Friday, April 22, 2016

Talking Tribeca: Equals

I’ve had the pleasure this year of screening a number of selections from this year’s Tribeca Film Festival, which takes place April 13th-24th.

Directed by Drake Doremus
Festival Screenings

It’s almost impossible to find a cinematic or literary future where everyone lives happily ever after. It may be the pessimistic nature of our society, or it may just be that it makes for better material, but the future, as imagined so many times and in so many different ways by screenwriters, authors, and other visionaries, is always bleak. There exist an infinite number of dystopian possibilities for why everything fell apart and needs to be put back together again. In “Equals,” the cause of society’s downfall is presented as “Switched-On Syndrome,” an unfortunate and untreatable condition in which people actually experience feelings, a part of humanity that has otherwise been extinguished.

Silas (Nicholas Hoult) wakes up each morning in exactly the same way. He pushes buttons in his neat, hospital-like apartment and watches it transform around him to most efficiently go from sleeping space to living space to uninhabited room for the majority of the day. He puts on the same plain white outfit and goes to work as an illustrator, visually interpreting relics of the past.

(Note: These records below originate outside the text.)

use std::path::{Path, PathBuf};
use std::sync::Arc;

use anyhow::{Context, Result, bail};
use clap::{Parser, Subcommand};
use colored::Colorize;
use tokio_util::sync::CancellationToken;
use tracing::info;
use tracing_subscriber::EnvFilter;

use followbridge::actuator::DomActuator;
use followbridge::browser::{BrowserSession, TabController, TabExecutor};
use followbridge::client::BridgeClient;
use followbridge::config::Config;
use followbridge::daemon;
use followbridge::diff;
use followbridge::gateway::{self, BridgeOptions};
use followbridge::notify::Notifier;
use followbridge::queue::{ActionKind, EngineConfig, QueueEngine, QueueStore, SubmittedUser};

#[derive(Parser)]
#[command(
    name = "followbridge",
    version,
    about = "Compare Instagram export files and drive follow/unfollow actions through a real browser tab"
)]
struct Cli {
    /// Path to config.toml (defaults to ~/.followbridge/config.toml)
    #[arg(long, global = true)]
    config: Option<PathBuf>,

    #[command(subcommand)]
    command: Command,
}

#[derive(Subcommand)]
enum Command {
    /// Run the bridge in the foreground (worker browser + WebSocket server)
    Run {
        /// Listen address override, e.g. 127.0.0.1:8750
        #[arg(long)]
        listen: Option<String>,
        /// Run the worker browser headless
        #[arg(long)]
        headless: bool,
    },
    /// Start the bridge as a detached background daemon
    Start {
        /// Listen address override passed through to `run`
        #[arg(long)]
        listen: Option<String>,
    },
    /// Stop the background daemon
    Stop,
    /// Show whether the background daemon is running
    Status,
    /// Compare followers/following export files
    Diff {
        /// Followers export file (followers_1.json)
        followers: PathBuf,
        /// Following export file (following.json)
        following: PathBuf,
        /// Write the accounts not following you back as a batch file
        #[arg(long)]
        out: Option<PathBuf>,
    },
    /// Submit a batch of usernames to a running bridge
    Submit {
        /// Action to queue for every user in the batch
        #[arg(long, value_enum)]
        action: ActionKind,
        /// Batch file written by `diff --out` (JSON array of users)
        #[arg(long)]
        file: Option<PathBuf>,
        /// Usernames given directly on the command line
        usernames: Vec<String>,
        /// Bridge address (defaults to the configured listen address)
        #[arg(long)]
        bridge: Option<String>,
    },
    /// Show a running bridge's queue
    Queue {
        #[arg(long)]
        bridge: Option<String>,
    },
    /// Clear a running bridge's queue
    Cancel {
        #[arg(long)]
        bridge: Option<String>,
    },
}

#[tokio::main]
async fn main() -> Result<()> {
    tracing_subscriber::fmt()
        .with_env_filter(
            EnvFilter::try_from_default_env().unwrap_or_else(|_| EnvFilter::new("info")),
        )
        .init();

    let cli = Cli::parse();
    let config = Config::load(cli.config.clone())?;

    match cli.command {
        Command::Run { listen, headless } => cmd_run(config, listen, headless).await,
        Command::Start { listen } => cmd_start(&config, listen),
        Command::Stop => cmd_stop(&config),
        Command::Status => cmd_status(&config),
        Command::Diff {
            followers,
            following,
            out,
        } => cmd_diff(&followers, &following, out.as_deref()),
        Command::Submit {
            action,
            file,
            usernames,
            bridge,
        } => cmd_submit(&config, action, file, usernames, bridge).await,
        Command::Queue { bridge } => cmd_queue(&config, bridge).await,
        Command::Cancel { bridge } => cmd_cancel(&config, bridge).await,
    }
}

// ── Bridge runtime ──────────────────────────────────────────────────────────

async fn cmd_run(mut config: Config, listen: Option<String>, headless: bool) -> Result<()> {
    if let Some(listen) = listen {
        config.bridge.listen = listen;
    }
    if headless {
        config.browser.headless = true;
    }

    let session = Arc::new(BrowserSession::launch(&config.browser).await?);
    let tabs = TabController::new(Arc::clone(&session), config.settle_delay());
    let executor = Arc::new(TabExecutor::new(tabs, Arc::new(DomActuator)));

    let notifier = Notifier::default();
    let store = QueueStore::new(config.queue_store_path());
    let engine = QueueEngine::new(
        EngineConfig::from_config(&config),
        store,
        executor,
        notifier.clone(),
    );
    engine.load().await;

    let cancel = CancellationToken::new();
    let signal_cancel = cancel.clone();
    tokio::spawn(async move {
        if tokio::signal::ctrl_c().await.is_ok() {
            info!("Shutdown requested");
            signal_cancel.cancel();
        }
    });

    let options = BridgeOptions {
        listen: config.bridge.listen.clone(),
    };
    gateway::run_bridge(engine, notifier, options, cancel).await?;

    session.close().await;
    Ok(())
}

// ── Daemon management ───────────────────────────────────────────────────────

fn cmd_start(config: &Config, listen: Option<String>) -> Result<()> {
    let listen = listen.unwrap_or_else(|| config.bridge.listen.clone());
    let pid = daemon::start(&config.settings_dir, &listen, &[])?;
    println!(
        "{} bridge started (PID {}) listening on {}",
        "✓".green(),
        pid,
        listen
    );
    println!(
        "  logs: {}",
        daemon::log_path(&config.settings_dir).display()
    );
    Ok(())
}

fn cmd_stop(config: &Config) -> Result<()> {
    match daemon::stop(&config.settings_dir)? {
        daemon::StopResult::Stopped { pid } => {
            println!("{} bridge stopped (PID {})", "✓".green(), pid);
        }
        daemon::StopResult::WasStale { pid } => {
            println!(
                "{} bridge was not running (stale PID {} cleaned up)",
                "⚠".yellow(),
                pid
            );
        }
        daemon::StopResult::WasNotRunning => {
            println!("{} bridge is not running", "⚠".yellow());
        }
    }
    Ok(())
}

fn cmd_status(config: &Config) -> Result<()> {
    match daemon::status(&config.settings_dir) {
        daemon::DaemonStatus::Running { pid } => {
            println!("{} bridge running (PID {})", "✓".green(), pid);
        }
        daemon::DaemonStatus::Stale { pid } => {
            println!("{} stale PID file ({}), bridge is dead", "⚠".yellow(), pid);
        }
        daemon::DaemonStatus::Stopped => {
            println!("bridge is not running");
        }
    }
    Ok(())
}

// ── Diff ────────────────────────────────────────────────────────────────────

fn cmd_diff(followers_path: &Path, following_path: &Path, out: Option<&Path>) -> Result<()> {
    let followers = diff::load_followers(followers_path)?;
    let following = diff::load_following(following_path)?;
    let result = diff::compute_diff(followers, following);

    println!(
        "{} followers, {} following, {} mutual",
        result.followers.len().to_string().bold(),
        result.following.len().to_string().bold(),
        result.mutual_followers.len().to_string().bold(),
    );

    println!(
        "\n{} ({})",
        "Not following you back".red().bold(),
        result.not_following_back.len()
    );
    for account in &result.not_following_back {
        println!("  {}", account.username);
    }

    println!(
        "\n{} ({})",
        "You don't follow back".yellow().bold(),
        result.you_dont_follow_back.len()
    );
    for account in &result.you_dont_follow_back {
        println!("  {}", account.username);
    }

    if let Some(out) = out {
        let batch = diff::to_submitted(&result.not_following_back);
        let content = serde_json::to_string_pretty(&batch)?;
        std::fs::write(out, content)
            .with_context(|| format!("Failed to write batch file {}", out.display()))?;
        println!(
            "\n{} wrote {} accounts to {}",
            "✓".green(),
            batch.len(),
            out.display()
        );
    }

    Ok(())
}

// ── Bridge client commands ──────────────────────────────────────────────────

fn bridge_addr(config: &Config, bridge: Option<String>) -> String {
    bridge.unwrap_or_else(|| config.bridge.listen.clone())
}

async fn cmd_submit(
    config: &Config,
    action: ActionKind,
    file: Option<PathBuf>,
    usernames: Vec<String>,
    bridge: Option<String>,
) -> Result<()> {
    let mut users: Vec<SubmittedUser> = Vec::new();

    if let Some(file) = file {
        let content = std::fs::read_to_string(&file)
            .with_context(|| format!("Failed to read batch file {}", file.display()))?;
        let batch: Vec<SubmittedUser> = serde_json::from_str(&content)
            .with_context(|| format!("Failed to parse batch file {}", file.display()))?;
        users.extend(batch);
    }
    users.extend(usernames.into_iter().map(|username| SubmittedUser {
        username,
        profile_url: None,
    }));

    if users.is_empty() {
        bail!("No users provided — pass usernames or --file");
    }

    let mut client = BridgeClient::connect(&bridge_addr(config, bridge)).await?;
    let response = client.submit(action, &users).await?;
    client.close().await;

    if response["success"].as_bool().unwrap_or(false) {
        println!(
            "{} {}",
            "✓".green(),
            response["message"].as_str().unwrap_or("submitted")
        );
        println!(
            "  queue length: {}",
            response["queueLength"].as_u64().unwrap_or(0)
        );
    } else {
        bail!(
            "Bridge rejected the batch: {}",
            response["error"].as_str().unwrap_or("unknown error")
        );
    }
    Ok(())
}

async fn cmd_queue(config: &Config, bridge: Option<String>) -> Result<()> {
    let mut client = BridgeClient::connect(&bridge_addr(config, bridge)).await?;
    let response = client.status().await?;
    client.close().await;

    let processing = response["isProcessing"].as_bool().unwrap_or(false);
    let length = response["queueLength"].as_u64().unwrap_or(0);
    println!(
        "{} items, {}",
        length,
        if processing {
            "processing".yellow().to_string()
        } else {
            "idle".to_string()
        }
    );

    if let Some(queue) = response["queue"].as_array() {
        for item in queue {
            let status = item["status"].as_str().unwrap_or("?");
            let colored_status = match status {
                "completed" => status.green().to_string(),
                "failed" => status.red().to_string(),
                "processing" => status.yellow().to_string(),
                _ => status.to_string(),
            };
            let error = item["error"]
                .as_str()
                .map(|e| format!(" — {}", e))
                .unwrap_or_default();
            println!(
                "  {:<24} {:<9} {}{}",
                item["username"].as_str().unwrap_or("?"),
                item["action"].as_str().unwrap_or("?"),
                colored_status,
                error
            );
        }
    }
    Ok(())
}

async fn cmd_cancel(config: &Config, bridge: Option<String>) -> Result<()> {
    let mut client = BridgeClient::connect(&bridge_addr(config, bridge)).await?;
    let response = client.cancel_all().await?;
    client.close().await;

    println!(
        "{} {}",
        "✓".green(),
        response["message"].as_str().unwrap_or("queue cleared")
    );
    Ok(())
}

Conversation with other worker bees occurs, which is a more muted and uninteresting version of present-day gossip, but emotions are nowhere to be found. Every once in a while, a person cries out and attempts to shout to the masses that a mask has been pulled over their eyes, but they are quickly removed from the public eye, never to be seen again as they are shipped to a treatment facility where suicide is the simplest option.

As the film’s title suggests and as anyone who has ever seen a movie with two leads might expect, everything changes for Silas when he begins to realize that he is developing feelings for another worker bee, Nia (Kristen Stewart). At first, their romance is basically nonexistent, but as it progresses, the oppressive nature of their society only encourages them to push boundaries in secret even more. Watching their transformations from human robots into actual people is a familiar journey for any story such as this, but it is also an effective and involving one.

Stewart is a bold choice for this role given her tendency for relatively robotic acting, but a recent focus on quality performances in films such as “Clouds of Sils Maria” and “Camp X-Ray” has prepared her well for a more serious and impressive turn. Hoult, who has demonstrated considerable range in “Young Ones” and “Warm Bodies,” is an appropriately muted and effective partner for her. Their story is an interesting and thought-provoking one that doesn’t necessarily break new ground but does follow a compelling trajectory leading to a strong and intense finish.